No p values, but effect sizes are extremely small (less than 0.10 d). Now, there are two main a finding can be doubtful. A suspicious p value (one between 0.01 and 0.10) indicates researcher cheating (p-hacking) and a very small effect size suggests the result may be due to some small bias somewhere. Small effects with small p values are not reliable, since they can also arise from some slight imperfection in randomization, differential drop-out or whatever. Reading further, we do find the p values:

OK, so the English class test results is suspicious but the math and absenteeism ones look legit though tiny. Recall that a d of 0.10 means a correlation of 0.05, and these are closer to 0.05 d, so a correlation of 0.025! Do we really care about that? The authors also show that only the last one is robust to varying the method with multiple imputation for missing data and additional covariates. So uh.. I also can’t find anything about the fantastic 27% relative improvement.

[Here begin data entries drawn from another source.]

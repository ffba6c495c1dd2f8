//! Target command execution with passthrough stdio.

use std::os::unix::process::{CommandExt, ExitStatusExt};
use std::process::{Command, ExitStatus, Stdio};

use nestbox_common::error::{NestboxError, Result};

/// Runs `command` with the caller's stdin, stdout and stderr, and waits for it.
///
/// The program is resolved against `$PATH` as seen from the current root,
/// so after root substitution it is looked up inside the container.
///
/// # Errors
///
/// Returns [`NestboxError::Exec`] if the program cannot be found or started.
pub fn run_target(command: &str, args: &[String]) -> Result<i32> {
    let program = which::which(command).map_err(|e| NestboxError::Exec {
        command: command.to_string(),
        message: e.to_string(),
    })?;
    tracing::debug!(program = %program.display(), ?args, "starting target command");

    let status = Command::new(&program)
        .arg0(command)
        .args(args)
        .stdin(Stdio::inherit())
        .stdout(Stdio::inherit())
        .stderr(Stdio::inherit())
        .status()
        .map_err(|e| NestboxError::Exec {
            command: command.to_string(),
            message: e.to_string(),
        })?;

    let code = exit_code(status);
    tracing::info!(command, code, "target command exited");
    Ok(code)
}

/// Converts an exit status into a shell-style exit code.
///
/// Death by signal `n` maps to `128 + n`.
#[must_use]
pub fn exit_code(status: ExitStatus) -> i32 {
    status
        .code()
        .unwrap_or_else(|| status.signal().map_or(1, |sig| 128 + sig))
}

#[cfg(test)]
mod tests {
    use super::*;

    #[test]
    fn exit_code_passes_through() {
        assert_eq!(run_target("sh", &["-c".into(), "exit 3".into()]).unwrap(), 3);
    }

    #[test]
    fn success_is_zero() {
        assert_eq!(run_target("true", &[]).unwrap(), 0);
    }

    #[test]
    fn signal_maps_to_128_plus_signo() {
        assert_eq!(exit_code(ExitStatus::from_raw(libc::SIGKILL)), 128 + libc::SIGKILL);
    }

    #[test]
    fn unknown_command_is_exec_error() {
        let err = run_target("nestbox-definitely-missing-binary", &[]).unwrap_err();
        assert!(matches!(err, NestboxError::Exec { .. }));
    }
}
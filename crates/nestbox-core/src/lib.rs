//! # nestbox-core
//!
//! Low-level Linux isolation primitives for the nestbox launcher.
//!
//! This crate provides safe abstractions over:
//! - **Namespaces**: resolving UTS, PID and mount isolation into clone flags,
//!   and setting the hostname of a UTS namespace.
//! - **Cgroups**: a pids-controller limiter for v1 and v2 hierarchies.
//! - **Filesystem**: `chroot`-style root substitution and the in-container
//!   procfs mount.
//!
//! Nothing here decides *when* an operation runs; ordering belongs to the
//! bootstrapper in `nestbox-runtime`.

#![cfg_attr(test, allow(clippy::expect_used, clippy::unwrap_used))]

pub mod cgroup;
pub mod filesystem;
pub mod namespace;
//! Filesystem management for container isolation.
//!
//! Root substitution, mount propagation, and the auxiliary procfs mount.

pub mod chroot;
pub mod mount;
//! Linux namespace management for container isolation.
//!
//! Namespaces are attached when the child process is created with
//! `clone(2)`; this module only resolves *which* ones.

pub mod uts;

use nestbox_common::types::{IsolationFlag, IsolationFlags};
use nix::sched::CloneFlags;

/// Kernel namespace flags resolved from a launch's isolation request.
///
/// Fixed before process creation: nothing in this crate adds a namespace
/// to a process that is already running.
#[derive(Debug, Clone, Copy, PartialEq, Eq)]
pub struct NamespaceSet {
    flags: CloneFlags,
}

impl NamespaceSet {
    /// Maps each requested isolation flag to its `CLONE_NEW*` bit.
    #[must_use]
    pub fn from_flags(isolation: &IsolationFlags) -> Self {
        let flags = isolation
            .iter()
            .fold(CloneFlags::empty(), |acc, flag| acc | clone_flag(flag));
        Self { flags }
    }

    /// Flags to pass to `clone(2)`.
    #[must_use]
    pub const fn clone_flags(self) -> CloneFlags {
        self.flags
    }

    /// Returns `true` if the namespace for `flag` will be created.
    #[must_use]
    pub const fn contains(self, flag: IsolationFlag) -> bool {
        self.flags.contains(clone_flag(flag))
    }

    /// Returns `true` if no namespace will be created.
    #[must_use]
    pub const fn is_empty(self) -> bool {
        self.flags.is_empty()
    }
}

const fn clone_flag(flag: IsolationFlag) -> CloneFlags {
    match flag {
        IsolationFlag::Uts => CloneFlags::CLONE_NEWUTS,
        IsolationFlag::Pid => CloneFlags::CLONE_NEWPID,
        IsolationFlag::Mount => CloneFlags::CLONE_NEWNS,
    }
}

#[cfg(test)]
mod tests {
    use super::*;

    #[test]
    fn all_flags_map_to_three_namespaces() {
        let set = NamespaceSet::from_flags(&IsolationFlags::all());
        assert_eq!(
            set.clone_flags(),
            CloneFlags::CLONE_NEWUTS | CloneFlags::CLONE_NEWPID | CloneFlags::CLONE_NEWNS
        );
    }

    #[test]
    fn no_flags_map_to_empty_set() {
        let set = NamespaceSet::from_flags(&IsolationFlags::none());
        assert!(set.is_empty());
        assert!(!set.contains(IsolationFlag::Uts));
    }

    #[test]
    fn single_flag_does_not_leak_others() {
        let set = NamespaceSet::from_flags(&[IsolationFlag::Pid].into_iter().collect());
        assert!(set.contains(IsolationFlag::Pid));
        assert!(!set.contains(IsolationFlag::Mount));
        assert!(!set.clone_flags().contains(CloneFlags::CLONE_NEWNET));
    }
}
//! # nestbox-common
//!
//! Shared types, error definitions, configuration models, and constants
//! used across the nestbox workspace.
//!
//! This crate is the leaf of the dependency graph. It knows nothing about
//! namespaces or syscalls; it only describes *what* a launch asks for.

#![cfg_attr(test, allow(clippy::expect_used, clippy::unwrap_used))]

pub mod config;
pub mod constants;
pub mod error;
pub mod types;
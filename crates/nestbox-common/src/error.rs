//! Unified error types for the nestbox workspace.
//!
//! The variants follow the launch sequence: spawning the isolated child,
//! setting it up from inside, limiting its resources and finally starting
//! the target command.

use std::path::PathBuf;

use thiserror::Error;

/// Top-level error type shared across the workspace.
#[derive(Debug, Error)]
pub enum NestboxError {
    /// Creating the namespaced child process failed.
    #[error("failed to spawn isolated process: {message}")]
    Spawn {
        /// Description of the failed spawn.
        message: String,
    },

    /// An in-namespace setup step failed inside the bootstrapper.
    #[error("setup step '{step}' failed: {message}")]
    Setup {
        /// Name of the bootstrap step that failed.
        step: &'static str,
        /// Description of the failure.
        message: String,
    },

    /// The cgroup resource limit could not be configured.
    #[error("resource limit error at {path}: {message}")]
    ResourceLimit {
        /// Cgroup file or directory involved.
        path: PathBuf,
        /// Description of the failure.
        message: String,
    },

    /// The target command could not be found or started.
    #[error("cannot execute '{command}': {message}")]
    Exec {
        /// Command that failed to start.
        command: String,
        /// Description of the failure.
        message: String,
    },

    /// The launch request is malformed.
    #[error("invalid launch request: {message}")]
    InvalidRequest {
        /// Description of the rejected field.
        message: String,
    },

    /// An I/O operation failed.
    #[error("I/O error at {path}: {source}")]
    Io {
        /// Path where the I/O error occurred.
        path: PathBuf,
        /// Underlying I/O error.
        source: std::io::Error,
    },

    /// A configuration value is invalid.
    #[error("invalid configuration: {message}")]
    Config {
        /// Description of the invalid configuration.
        message: String,
    },

    /// Serialization or deserialization failed.
    #[error("serialization error: {source}")]
    Serialization {
        /// Underlying serialization error.
        #[from]
        source: serde_json::Error,
    },
}

impl NestboxError {
    /// Builds a [`NestboxError::Setup`] for the named step.
    pub fn setup(step: &'static str, err: impl std::fmt::Display) -> Self {
        Self::Setup {
            step,
            message: err.to_string(),
        }
    }
}

/// Convenience alias used throughout the workspace.
pub type Result<T> = std::result::Result<T, NestboxError>;

#[cfg(test)]
mod tests {
    use super::*;

    #[test]
    fn setup_error_names_the_step() {
        let err = NestboxError::setup("root", "No such file or directory");
        assert_eq!(
            err.to_string(),
            "setup step 'root' failed: No such file or directory"
        );
    }

    #[test]
    fn resource_limit_error_mentions_path() {
        let err = NestboxError::ResourceLimit {
            path: PathBuf::from("/sys/fs/cgroup/pids/scratch/pids.max"),
            message: "Permission denied".into(),
        };
        assert!(err.to_string().contains("pids.max"));
    }
}
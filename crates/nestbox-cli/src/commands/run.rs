//! `nestbox run` — launch a command in an isolated environment.

use clap::Args;
use nestbox_runtime::supervisor::Supervisor;

use super::LaunchArgs;

/// Arguments for the `run` command.
#[derive(Args, Debug)]
pub struct RunArgs {
    /// Launcher settings.
    #[command(flatten)]
    pub launch: LaunchArgs,

    /// Command to run, followed by its arguments.
    #[arg(required = true, trailing_var_arg = true, allow_hyphen_values = true)]
    pub command: Vec<String>,
}

/// Executes the `run` command.
///
/// # Errors
///
/// Returns an error if the request is invalid or the isolated process
/// cannot be spawned.
pub fn execute(args: &RunArgs) -> anyhow::Result<i32> {
    let request = args.launch.to_request(&args.command)?;
    tracing::info!(
        command = request.command(),
        isolation = %request.isolation(),
        rootfs = %request.rootfs().display(),
        "launching"
    );
    Ok(Supervisor::new(request).launch()?)
}
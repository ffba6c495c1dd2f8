//! Mount utilities for container filesystem setup.
//!
//! Handles mount propagation and the procfs mount inside the container's
//! mount namespace, plus [`MountState`], the record of what was mounted.

use std::path::{Path, PathBuf};

use nestbox_common::error::{NestboxError, Result};
use nix::mount::{MntFlags, MsFlags};

/// Marks every mount under `/` as private, recursively.
///
/// Without this, mounts made in a new mount namespace can still propagate
/// back to the host when `/` is a shared mount (the systemd default).
///
/// # Errors
///
/// Returns an error if the `mount(2)` syscall fails.
pub fn make_mounts_private() -> Result<()> {
    nix::mount::mount(
        None::<&str>,
        "/",
        None::<&str>,
        MsFlags::MS_REC | MsFlags::MS_PRIVATE,
        None::<&str>,
    )
    .map_err(|e| NestboxError::setup("mount-propagation", e))?;
    tracing::debug!("mount propagation set to private");
    Ok(())
}

/// Mounts a fresh procfs at `target`.
///
/// Inside a new PID namespace the mount shows only the contained process tree.
///
/// # Errors
///
/// Returns an error if the `mount(2)` syscall fails.
pub fn mount_proc(target: &Path) -> Result<()> {
    nix::mount::mount(
        Some("proc"),
        target,
        Some("proc"),
        MsFlags::empty(),
        None::<&str>,
    )
    .map_err(|e| NestboxError::setup("proc-mount", format!("{}: {e}", target.display())))?;
    tracing::debug!(target = %target.display(), "procfs mounted");
    Ok(())
}

/// Unmounts the filesystem at `target`.
///
/// # Errors
///
/// Returns an error if the `umount2(2)` syscall fails.
pub fn unmount(target: &Path) -> Result<()> {
    nix::mount::umount2(target, MntFlags::empty())
        .map_err(|e| NestboxError::setup("proc-unmount", format!("{}: {e}", target.display())))?;
    tracing::debug!(target = %target.display(), "unmounted");
    Ok(())
}

/// Auxiliary mounts established during bootstrap, oldest first.
#[derive(Debug, Default)]
pub struct MountState {
    mounts: Vec<PathBuf>,
}

impl MountState {
    /// Creates an empty record.
    #[must_use]
    pub const fn new() -> Self {
        Self { mounts: Vec::new() }
    }

    /// Records a mount that must be undone before exit.
    pub fn record(&mut self, target: impl Into<PathBuf>) {
        self.mounts.push(target.into());
    }

    /// Returns `true` if nothing is mounted.
    #[must_use]
    pub fn is_empty(&self) -> bool {
        self.mounts.is_empty()
    }

    /// Removes every record, newest first, so nested mounts unwind in order.
    pub fn drain(&mut self) -> impl Iterator<Item = PathBuf> + '_ {
        self.mounts.drain(..).rev()
    }
}
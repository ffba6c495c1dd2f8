//! `nestbox child` — bootstrapper entry point inside the new namespaces.

use clap::Args;
use nestbox_runtime::bootstrap::{Bootstrapper, LinuxHost};

use super::LaunchArgs;

/// Arguments for the internal `child` command.
///
/// Produced by `LaunchRequest::to_child_args`; every setting is explicit.
#[derive(Args, Debug)]
pub struct ChildArgs {
    /// Launcher settings.
    #[command(flatten)]
    pub launch: LaunchArgs,

    /// Command to run, followed by its arguments.
    #[arg(required = true, trailing_var_arg = true, allow_hyphen_values = true)]
    pub command: Vec<String>,
}

/// Executes the `child` command.
///
/// # Errors
///
/// Returns an error naming the bootstrap step that failed.
pub fn execute(args: &ChildArgs) -> anyhow::Result<i32> {
    let request = args.launch.to_request(&args.command)?;
    Ok(Bootstrapper::new(request, LinuxHost).run()?)
}
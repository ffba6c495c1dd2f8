//! Domain primitive types used across the nestbox workspace.

use std::collections::BTreeSet;
use std::fmt;
use std::path::{Path, PathBuf};
use std::str::FromStr;

use serde::{Deserialize, Serialize};

use crate::config::LauncherConfig;
use crate::constants::{CHILD_SUBCOMMAND, HOST_NAME_MAX};
use crate::error::{NestboxError, Result};

/// A kind of kernel namespace the launcher knows how to create.
#[derive(Debug, Clone, Copy, PartialEq, Eq, PartialOrd, Ord, Hash, Serialize, Deserialize)]
#[serde(rename_all = "lowercase")]
pub enum IsolationFlag {
    /// Hostname and domain name.
    Uts,
    /// Process ID space.
    Pid,
    /// Mount table.
    Mount,
}

impl IsolationFlag {
    /// Every supported flag, in canonical order.
    pub const ALL: [Self; 3] = [Self::Uts, Self::Pid, Self::Mount];

    /// Lowercase name used on the command line.
    #[must_use]
    pub const fn as_str(self) -> &'static str {
        match self {
            Self::Uts => "uts",
            Self::Pid => "pid",
            Self::Mount => "mount",
        }
    }
}

impl fmt::Display for IsolationFlag {
    fn fmt(&self, f: &mut fmt::Formatter<'_>) -> fmt::Result {
        f.write_str(self.as_str())
    }
}

impl FromStr for IsolationFlag {
    type Err = NestboxError;

    fn from_str(s: &str) -> Result<Self> {
        match s.trim().to_ascii_lowercase().as_str() {
            "uts" => Ok(Self::Uts),
            "pid" => Ok(Self::Pid),
            "mount" | "mnt" => Ok(Self::Mount),
            other => Err(NestboxError::Config {
                message: format!("unknown isolation flag '{other}' (expected uts, pid or mount)"),
            }),
        }
    }
}

/// The set of namespaces a launch asks for.
#[derive(Debug, Clone, Default, PartialEq, Eq, Serialize, Deserialize)]
#[serde(transparent)]
pub struct IsolationFlags(BTreeSet<IsolationFlag>);

impl IsolationFlags {
    /// No isolation at all.
    #[must_use]
    pub const fn none() -> Self {
        Self(BTreeSet::new())
    }

    /// UTS, PID and mount isolation.
    #[must_use]
    pub fn all() -> Self {
        IsolationFlag::ALL.into_iter().collect()
    }

    /// Returns `true` if `flag` was requested.
    #[must_use]
    pub fn contains(&self, flag: IsolationFlag) -> bool {
        self.0.contains(&flag)
    }

    /// Returns `true` if no namespace was requested.
    #[must_use]
    pub fn is_empty(&self) -> bool {
        self.0.is_empty()
    }

    /// Iterates the requested flags in canonical order.
    pub fn iter(&self) -> impl Iterator<Item = IsolationFlag> + '_ {
        self.0.iter().copied()
    }
}

impl FromIterator<IsolationFlag> for IsolationFlags {
    fn from_iter<I: IntoIterator<Item = IsolationFlag>>(iter: I) -> Self {
        Self(iter.into_iter().collect())
    }
}

impl fmt::Display for IsolationFlags {
    fn fmt(&self, f: &mut fmt::Formatter<'_>) -> fmt::Result {
        if self.is_empty() {
            return f.write_str("none");
        }
        let names: Vec<&str> = self.iter().map(IsolationFlag::as_str).collect();
        f.write_str(&names.join(","))
    }
}

/// Parses `uts,pid,mount`, `all` or `none`.
impl FromStr for IsolationFlags {
    type Err = NestboxError;

    fn from_str(s: &str) -> Result<Self> {
        match s.trim() {
            "" | "none" => Ok(Self::none()),
            "all" => Ok(Self::all()),
            list => list.split(',').map(str::parse::<IsolationFlag>).collect(),
        }
    }
}

/// An immutable request to run one command in an isolated environment.
///
/// Built once from the caller's invocation and handed to the bootstrapper
/// as a flat argument list, see [`LaunchRequest::to_child_args`].
#[derive(Debug, Clone, PartialEq, Eq)]
pub struct LaunchRequest {
    command: String,
    args: Vec<String>,
    rootfs: PathBuf,
    hostname: String,
    isolation: IsolationFlags,
    cgroup_root: PathBuf,
    cgroup_name: String,
    pid_limit: u32,
}

impl LaunchRequest {
    /// Builds a validated request from resolved configuration.
    ///
    /// # Errors
    ///
    /// Returns [`NestboxError::InvalidRequest`] if any field fails validation.
    pub fn from_config(config: &LauncherConfig, command: String, args: Vec<String>) -> Result<Self> {
        let request = Self {
            command,
            args,
            rootfs: config.rootfs.clone(),
            hostname: config.hostname.clone(),
            isolation: config.isolation.clone(),
            cgroup_root: config.cgroup_root.clone(),
            cgroup_name: config.cgroup_name.clone(),
            pid_limit: config.pid_limit,
        };
        request.validate()?;
        Ok(request)
    }

    /// Checks the request for values the kernel would reject later.
    ///
    /// # Errors
    ///
    /// Returns [`NestboxError::InvalidRequest`] describing the first bad field.
    pub fn validate(&self) -> Result<()> {
        if self.command.is_empty() {
            return Err(invalid("target command is empty"));
        }
        for (field, path) in [("rootfs", &self.rootfs), ("cgroup root", &self.cgroup_root)] {
            if path.to_str().is_none() {
                return Err(invalid(format!(
                    "{field} must be valid UTF-8, got {}",
                    path.display()
                )));
            }
        }
        if !self.rootfs.is_absolute() {
            return Err(invalid(format!(
                "rootfs must be an absolute path, got {}",
                self.rootfs.display()
            )));
        }
        if self.hostname.is_empty() || self.hostname.len() > HOST_NAME_MAX {
            return Err(invalid(format!(
                "hostname must be 1..={HOST_NAME_MAX} bytes, got {}",
                self.hostname.len()
            )));
        }
        if self.cgroup_name.is_empty()
            || self.cgroup_name.contains('/')
            || self.cgroup_name == "."
            || self.cgroup_name == ".."
        {
            return Err(invalid(format!(
                "cgroup name '{}' is not a single path component",
                self.cgroup_name
            )));
        }
        if self.pid_limit == 0 {
            return Err(invalid("pid limit must be at least 1"));
        }
        Ok(())
    }

    /// Serializes the request as arguments for the internal `child` subcommand.
    ///
    /// The target command and its arguments follow a `--` separator so that
    /// flags meant for the target are never interpreted by the launcher.
    /// Paths pass through unchanged since [`LaunchRequest::validate`] only
    /// admits UTF-8 ones.
    #[must_use]
    pub fn to_child_args(&self) -> Vec<String> {
        let mut out = vec![
            CHILD_SUBCOMMAND.to_string(),
            "--rootfs".into(),
            self.rootfs.to_string_lossy().into_owned(),
            "--hostname".into(),
            self.hostname.clone(),
            "--cgroup-root".into(),
            self.cgroup_root.to_string_lossy().into_owned(),
            "--cgroup-name".into(),
            self.cgroup_name.clone(),
            "--pid-limit".into(),
            self.pid_limit.to_string(),
            "--isolate".into(),
            self.isolation.to_string(),
            "--".into(),
            self.command.clone(),
        ];
        out.extend(self.args.iter().cloned());
        out
    }

    /// Target program name or path.
    #[must_use]
    pub fn command(&self) -> &str {
        &self.command
    }

    /// Arguments passed to the target program.
    #[must_use]
    pub fn args(&self) -> &[String] {
        &self.args
    }

    /// Directory that becomes `/` for the contained process.
    #[must_use]
    pub fn rootfs(&self) -> &Path {
        &self.rootfs
    }

    /// Hostname set inside the UTS namespace.
    #[must_use]
    pub fn hostname(&self) -> &str {
        &self.hostname
    }

    /// Requested namespaces.
    #[must_use]
    pub const fn isolation(&self) -> &IsolationFlags {
        &self.isolation
    }

    /// Cgroup filesystem mount point.
    #[must_use]
    pub fn cgroup_root(&self) -> &Path {
        &self.cgroup_root
    }

    /// Name of the pids cgroup joined by the workload.
    #[must_use]
    pub fn cgroup_name(&self) -> &str {
        &self.cgroup_name
    }

    /// Maximum number of processes in the cgroup.
    #[must_use]
    pub const fn pid_limit(&self) -> u32 {
        self.pid_limit
    }
}

fn invalid(message: impl Into<String>) -> NestboxError {
    NestboxError::InvalidRequest {
        message: message.into(),
    }
}

/// A pids limit that has been applied, with the process it covers.
#[derive(Debug, Clone, PartialEq, Eq)]
pub struct CgroupConstraint {
    /// Directory of the cgroup inside the pids controller.
    pub controller_path: PathBuf,
    /// Value written to `pids.max`.
    pub limit_value: u32,
    /// PID written to `cgroup.procs`.
    pub member_pid: u32,
}

#[cfg(test)]
mod tests {
    use super::*;

    fn request(command: &str, args: &[&str]) -> Result<LaunchRequest> {
        LaunchRequest::from_config(
            &LauncherConfig::default(),
            command.to_string(),
            args.iter().map(ToString::to_string).collect(),
        )
    }

    #[test]
    fn isolation_flags_parse_list() {
        let flags: IsolationFlags = "uts,mount".parse().unwrap();
        assert!(flags.contains(IsolationFlag::Uts));
        assert!(flags.contains(IsolationFlag::Mount));
        assert!(!flags.contains(IsolationFlag::Pid));
    }

    #[test]
    fn isolation_flags_none_is_empty() {
        let flags: IsolationFlags = "none".parse().unwrap();
        assert!(flags.is_empty());
        assert_eq!(flags.to_string(), "none");
    }

    #[test]
    fn isolation_flags_display_is_canonical() {
        let flags: IsolationFlags = "mount,uts,pid".parse().unwrap();
        assert_eq!(flags.to_string(), "uts,pid,mount");
    }

    #[test]
    fn isolation_flags_reject_unknown() {
        assert!("uts,net".parse::<IsolationFlags>().is_err());
    }

    #[test]
    fn default_request_is_valid() {
        let req = request("echo", &["hello"]).unwrap();
        assert_eq!(req.command(), "echo");
        assert_eq!(req.hostname(), "container");
        assert_eq!(req.cgroup_name(), "scratch");
        assert_eq!(req.pid_limit(), 20);
        assert_eq!(req.isolation(), &IsolationFlags::all());
    }

    #[test]
    fn empty_command_is_rejected() {
        assert!(matches!(
            request("", &[]),
            Err(NestboxError::InvalidRequest { .. })
        ));
    }

    #[test]
    fn relative_rootfs_is_rejected() {
        let config = LauncherConfig {
            rootfs: PathBuf::from("rootfs"),
            ..LauncherConfig::default()
        };
        let err = LaunchRequest::from_config(&config, "sh".into(), vec![]).unwrap_err();
        assert!(err.to_string().contains("absolute"));
    }

    #[test]
    fn cgroup_name_with_slash_is_rejected() {
        let config = LauncherConfig {
            cgroup_name: "../escape".into(),
            ..LauncherConfig::default()
        };
        assert!(LaunchRequest::from_config(&config, "sh".into(), vec![]).is_err());
    }

    #[test]
    fn zero_pid_limit_is_rejected() {
        let config = LauncherConfig {
            pid_limit: 0,
            ..LauncherConfig::default()
        };
        assert!(LaunchRequest::from_config(&config, "sh".into(), vec![]).is_err());
    }

    #[test]
    fn oversized_hostname_is_rejected() {
        let config = LauncherConfig {
            hostname: "h".repeat(HOST_NAME_MAX + 1),
            ..LauncherConfig::default()
        };
        assert!(LaunchRequest::from_config(&config, "sh".into(), vec![]).is_err());
    }

    #[test]
    fn non_utf8_paths_are_rejected() {
        use std::ffi::OsString;
        use std::os::unix::ffi::OsStringExt;

        let bad = PathBuf::from(OsString::from_vec(b"/tmp/root\xff".to_vec()));
        let config = LauncherConfig {
            rootfs: bad.clone(),
            ..LauncherConfig::default()
        };
        let err = LaunchRequest::from_config(&config, "sh".into(), vec![]).unwrap_err();
        assert!(matches!(err, NestboxError::InvalidRequest { .. }));
        assert!(err.to_string().contains("rootfs"));

        let config = LauncherConfig {
            cgroup_root: bad,
            ..LauncherConfig::default()
        };
        let err = LaunchRequest::from_config(&config, "sh".into(), vec![]).unwrap_err();
        assert!(err.to_string().contains("cgroup root"));
    }

    #[test]
    fn child_args_put_target_after_separator() {
        let req = request("ls", &["-l", "--color"]).unwrap();
        let args = req.to_child_args();
        assert_eq!(args[0], "child");
        let sep = args.iter().position(|a| a == "--").unwrap();
        assert_eq!(&args[sep + 1..], ["ls", "-l", "--color"]);
        assert!(args[..sep].contains(&"uts,pid,mount".to_string()));
    }
}
//! System-wide constants and default values.

/// Path the supervisor re-executes to start the bootstrapper.
///
/// Always the running image, never a copy found through `$PATH`.
pub const SELF_EXE: &str = "/proc/self/exe";

/// Internal subcommand used as the re-exec entry point.
pub const CHILD_SUBCOMMAND: &str = "child";

/// Default substitute root filesystem.
pub const DEFAULT_ROOTFS: &str = "/rootfs-ubuntu";

/// Default hostname inside the UTS namespace.
pub const DEFAULT_HOSTNAME: &str = "container";

/// Cgroup filesystem mount point.
pub const CGROUP_ROOT: &str = "/sys/fs/cgroup";

/// Name of the pids controller directory on a v1 hierarchy.
pub const PIDS_CONTROLLER: &str = "pids";

/// Default cgroup name for launched workloads.
pub const DEFAULT_CGROUP_NAME: &str = "scratch";

/// Default maximum process count.
pub const DEFAULT_PID_LIMIT: u32 = 20;

/// Mount point of the in-container procfs, relative to the new root.
pub const PROC_MOUNT_POINT: &str = "/proc";

/// Longest hostname accepted by `sethostname(2)` (`HOST_NAME_MAX`).
pub const HOST_NAME_MAX: usize = 64;

/// Environment variable selecting the log output format.
pub const LOG_FORMAT_ENV: &str = "NESTBOX_LOG_FORMAT";

/// Application name used in diagnostics.
pub const APP_NAME: &str = "nestbox";
//! Process-count control via the pids controller.
//!
//! Manages the `pids.max`, `notify_on_release`, and `cgroup.procs` files.

use std::path::Path;

use nestbox_common::error::{NestboxError, Result};

/// Sets the maximum number of processes for a cgroup.
///
/// # Errors
///
/// Returns an error if writing to `pids.max` fails.
pub fn set_pids_max(cgroup_path: &Path, limit: u32) -> Result<()> {
    write_control(cgroup_path, "pids.max", &limit.to_string())?;
    tracing::debug!(limit, "pids max set");
    Ok(())
}

/// Asks a v1 hierarchy to remove the cgroup once its last process exits.
///
/// # Errors
///
/// Returns an error if writing to `notify_on_release` fails.
pub fn set_notify_on_release(cgroup_path: &Path) -> Result<()> {
    write_control(cgroup_path, "notify_on_release", "1")
}

/// Moves `pid` into the cgroup.
///
/// # Errors
///
/// Returns an error if writing to `cgroup.procs` fails.
pub fn add_process(cgroup_path: &Path, pid: u32) -> Result<()> {
    write_control(cgroup_path, "cgroup.procs", &pid.to_string())?;
    tracing::debug!(pid, "added process to cgroup");
    Ok(())
}

fn write_control(cgroup_path: &Path, file: &str, value: &str) -> Result<()> {
    let path = cgroup_path.join(file);
    std::fs::write(&path, value).map_err(|e| NestboxError::ResourceLimit {
        path,
        message: e.to_string(),
    })
}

But I didn’t give up, so I managed to find the dissertation of the student who did this work, another 300+ pages to skim:

Alright, and this one has the 27% if we look closely! Finally on page 110 we get the primary results:

OK, so most p values are < .01, and we are happy. And the figure with the magic numbers:

Now, recall these numbers are the same as those in that annual report (the one that was 404 and we had to find on internet archive), and the relative increase is the magic 27%. 28.8-22.8=6, 6/22.8=0.263, which with some rounding is probably 27%! Hooray, we managed to track down one claim after a lot of effort.

OK, so about that replication study!

They find… drum roll…

Alrighty! So all that fanfare, multiple such media stories, no doubt many books mentioning this great result, and we have to dig into an even obscurer report to learn the truth: this idea didn’t work at all!

Think this stuff is just an outlier? Definitely not. Going through this kind of ordeal to hunt down some supposedly great result is often like this and the results like this too (hovering between “null” and “do we even care?”). For more pessimism, see the Metallic Laws of social science review at Gwern’s.

Oh yeah, and you can pay 4,600 \$ to attend a class by that professor, where he will no doubt tell you about a bunch of other studies that probably will be equally replicable. How low is your opinion of social science and why isn’t it lower?